A: OHFA asks the Lender to direct the borrower to the HBE portal to begin the HBE process. The borrower will complete the Test and Budget, then select a HUD-approved counseling agency. Borrowers can expect a call and or email from the counseling agency they selected within two business days of completing their test and budget. The housing counselor will schedule a time to complete the phone session with them within the next three days. Phone sessions can take 45 minutes to an hour, please advise your borrowers to allow that time frame when scheduling. The certificate of completion and HBE approval will be uploaded to the file within 24-hours of the phone session being completed.
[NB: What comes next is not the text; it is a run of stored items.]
//! `SeaORM` Entity for sections table.

use sea_orm::entity::prelude::*;
use serde::{Deserialize, Serialize};

#[derive(Clone, Debug, PartialEq, DeriveEntityModel, Eq, Serialize, Deserialize)]
#[sea_orm(table_name = "sections")]
pub struct Model {
    #[sea_orm(primary_key, auto_increment = false)]
    pub id: Uuid,
    pub school_id: Uuid,
    pub section_name: String,
    pub description: Option<String>,
    pub is_active: bool,
    pub created_at: DateTimeWithTimeZone,
    pub updated_at: DateTimeWithTimeZone,
}

#[derive(Copy, Clone, Debug, EnumIter, DeriveRelation)]
pub enum Relation {
    #[sea_orm(
        belongs_to = "super::schools::Entity",
        from = "Column::SchoolId",
        to = "super::schools::Column::Id",
        on_delete = "Cascade"
    )]
    Schools,
    #[sea_orm(has_many = "super::classes::Entity")]
    Classes,
}

impl Related<super::schools::Entity> for Entity {
    fn to() -> RelationDef {
        Relation::Schools.def()
    }
}

impl Related<super::classes::Entity> for Entity {
    fn to() -> RelationDef {
        Relation::Classes.def()
    }
}

impl ActiveModelBehavior for ActiveModel {}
Q: The loan has been approved by OHFA. What do I need to do now?
A: In Lender Online, find the loan, and click on eDocs. The "Commitment package to be signed at closing" will be available to download. Also, you will need to click on PDF Docs to prepare the purchase package that will house more documents to be signed at closing. The "Commitment and Award letter" will also be found under PDF Docs. If the loan has down payment assistance (DPA), you will also need to prepare the HUD-1 form as well and the DPA Note and Mortgage. All forms will need to be signed by the borrower and notarized where indicated. All documents signed at closing will need to be returned with the Post-Closing package for review.

Q: I need to extend the reservation. How do I do that?
A: To extend the commitment approval, please email Duane McCrobie or Erin Higgins. The fee to extend is 0.375% for every 30 days beyond the original 70-day lock period. Extension fees charged to the borrower or seller must be approved by OHFA prior to closing.

Q: Will OHFA accept transcripts in lieu of federal tax returns?
A: Yes, we will take tax transcripts in lieu of returns. The transcripts do not need to be signed, but returns must be signed.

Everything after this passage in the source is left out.